The new European mandate sounds the death knell of the internal combustion engine that has powered vehicles for almost 150 years there, and "sends a strong signal to industry and consumers: Europe is embracing the shift to zero-emission mobility," said the Green Deal initiative head Timmermans.
Following four hours of negotiations late on Thursday night, the European Commission managed to pass its proposal that essentially puts all the storied automakers from the Old Continent on a very aggressive path to change. They'd now have to completely overhaul their portfolio in the span of a little over a decade after fierce opposition by Italian performance sports car makers, or the French who wanted to continue selling plug-in hybrids after 2035 as well.

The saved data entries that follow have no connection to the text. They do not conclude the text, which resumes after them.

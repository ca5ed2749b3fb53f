//! The run log, `gistlogfile.txt`, written next to the generated files.
//!
//! Unlike the tracing output this is a user-facing artifact: one entry per
//! check performed, a summary, what was written, and a closing marker. It is
//! produced on every run, including runs that stop early.

use std::fs::File;
use std::io::{self, BufWriter, Write};
use std::path::{Path, PathBuf};

use gistx_ingest::{CrfsReport, CsvFolder, IngestError};
use gistx_model::{CRFS_WORKSHEET, MANIFEST_FILE_NAME};
use gistx_output::{OutputError, PackageReport};
use gistx_validate::WorksheetReport;

use crate::types::WorkbookValidation;

pub const RUN_LOG_FILE_NAME: &str = "gistlogfile.txt";

const END_MARKER: &str = "End of log file";
const RULE_WIDTH: usize = 80;

/// Lines of the run log, in the order they happened.
#[derive(Debug, Clone)]
pub struct RunLog {
    lines: Vec<String>,
}

impl RunLog {
    pub fn new(workbook: &Path) -> Self {
        Self {
            lines: vec![format!("Log file for: {}", workbook.display())],
        }
    }

    pub fn line(&mut self, line: impl Into<String>) {
        self.lines.push(line.into());
    }

    pub fn blank(&mut self) {
        self.lines.push(String::new());
    }

    pub fn lines(&self) -> &[String] {
        &self.lines
    }

    /// Every check of the worksheet, passed or not, then its verdict.
    pub fn worksheet(&mut self, report: &WorksheetReport) {
        self.blank();
        self.line(format!("Checking worksheet: '{}'", report.worksheet));
        for check in &report.checks {
            let verdict = match (check.passed(), check.issues.len()) {
                (true, 0) => "passed".to_string(),
                (true, warnings) => format!("passed with {}", plural(warnings, "warning")),
                (false, _) => format!("failed with {}", plural(check.issues.len(), "issue")),
            };
            self.line(format!("  {}: {verdict}", check.label));
            for issue in &check.issues {
                self.line(format!("    {issue}"));
            }
        }
        let errors = report.error_count();
        if errors == 0 {
            self.line(format!("No errors found in '{}'", report.worksheet));
        } else {
            self.line(format!(
                "{} found in '{}'",
                plural(errors, "error"),
                report.worksheet
            ));
        }
    }

    pub fn crfs(&mut self, report: &CrfsReport) {
        self.blank();
        self.line(format!("Reading worksheet: '{CRFS_WORKSHEET}'"));
        self.line(format!("  {} read", plural(report.entries.len(), "entry")));
        for issue in &report.issues {
            self.line(format!("    {issue}"));
        }
    }

    pub fn summary(&mut self, validation: &WorkbookValidation) {
        self.blank();
        self.line(format!(
            "Summary: {}, {}, {}, {}",
            plural(validation.worksheets.len(), "worksheet"),
            plural(validation.question_count(), "question"),
            plural(validation.error_count(), "error"),
            plural(validation.warning_count(), "warning"),
        ));
        if validation.has_errors() {
            self.line("Generation skipped: fix the errors above and run again.");
        }
    }

    pub fn xml_written(&mut self, path: &Path) {
        self.line(format!("Generated {}", file_name(path)));
    }

    pub fn manifest_written(&mut self) {
        self.blank();
        self.line(format!("Successfully generated {MANIFEST_FILE_NAME}"));
    }

    /// Archive contents, CSV discovery outcome, and cleanup.
    pub fn package(&mut self, report: &PackageReport, csv: &CsvFolder) {
        self.blank();
        for name in &report.generated {
            self.line(format!("Added to zip: {name}"));
        }
        match csv {
            CsvFolder::NotConfigured => {}
            CsvFolder::Missing(dir) => self.line(format!(
                "WARNING: CSV files directory not found: {}",
                dir.display()
            )),
            CsvFolder::Empty(dir) => {
                self.line(format!("WARNING: No CSV files found in {}", dir.display()));
            }
            CsvFolder::Found(_) => {
                self.blank();
                self.line("Adding CSV files to package:");
                for name in &report.csv_files {
                    self.line(format!("Added to zip: {name}"));
                }
            }
        }
        self.blank();
        self.line(format!(
            "Successfully created zip file: {}",
            report.zip_path.display()
        ));
        for name in &report.deleted {
            self.line(format!("Deleted temporary file: {name}"));
        }
    }

    /// Records the error that ended the run.
    pub fn failure(&mut self, error: &anyhow::Error) {
        let ingest = error.chain().find_map(|e| e.downcast_ref::<IngestError>());
        let output = error.chain().find_map(|e| e.downcast_ref::<OutputError>());
        match (ingest, output) {
            (Some(IngestError::WorkbookNotFound { path }), _) => {
                self.line("ERROR: Excel file not found!");
                self.line(path.display().to_string());
            }
            (_, Some(OutputError::MalformedXml { file, message })) => {
                self.line(format!("CRITICAL ERROR: XML Syntax Error in file '{file}'"));
                self.line(format!("Details: {message}"));
            }
            _ => self.line(format!("ERROR: {error:#}")),
        }
    }

    /// The log text, closed by the end-of-log marker.
    pub fn render(&self) -> String {
        let rule = "-".repeat(RULE_WIDTH);
        let mut text = String::new();
        for line in self.lines.iter().map(String::as_str).chain([
            "",
            rule.as_str(),
            END_MARKER,
            rule.as_str(),
        ]) {
            text.push_str(line);
            text.push('\n');
        }
        text
    }

    /// Writes `<dir>/gistlogfile.txt`, replacing an earlier log.
    pub fn write_to(&self, dir: &Path) -> io::Result<PathBuf> {
        let path = dir.join(RUN_LOG_FILE_NAME);
        let mut writer = BufWriter::new(File::create(&path)?);
        writer.write_all(self.render().as_bytes())?;
        writer.flush()?;
        Ok(path)
    }
}

/// Whether `text` ends with the closing marker block.
pub fn is_complete(text: &str) -> bool {
    let rule = "-".repeat(RULE_WIDTH);
    let tail: Vec<&str> = text.lines().rev().take(3).collect();
    tail == [rule.as_str(), END_MARKER, rule.as_str()]
}

fn plural(count: usize, noun: &str) -> String {
    match (count, noun) {
        (1, _) => format!("1 {noun}"),
        (_, "entry") => format!("{count} entries"),
        _ => format!("{count} {noun}s"),
    }
}

fn file_name(path: &Path) -> String {
    path.file_name()
        .map(|name| name.to_string_lossy().into_owned())
        .unwrap_or_else(|| path.display().to_string())
}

The hardest part has been to persuade Germany, whose bread-and-butter automotive industry employs millions, but the mandate has been surprisingly easy to prepare and vote on nonetheless. An internal argument among German political parties has brought the comparatively easy win for the European Commission, despite the huge challenges ahead.
Despite that the phase-out of gas-powered vehicles will be gradual, with set deadlines every step of the way, many argue that the timeline is too ambitious. Moreover, if only Europe sacrifices the internal combustion engine by 2035, this will do little to lower overall transportation emissions, as in countries outside the EU those may still proliferate after that date.
There is also the question of ultrafast charging infrastructure buildout for electric cars, or what to do with the millions of legacy vehicles that nobody will be willing to buy. Some critics also argue that the move may ultimately benefit China, which is much farther ahead than anybody with its EV and battery-making industry, and whose companies are already making inroads on the European market.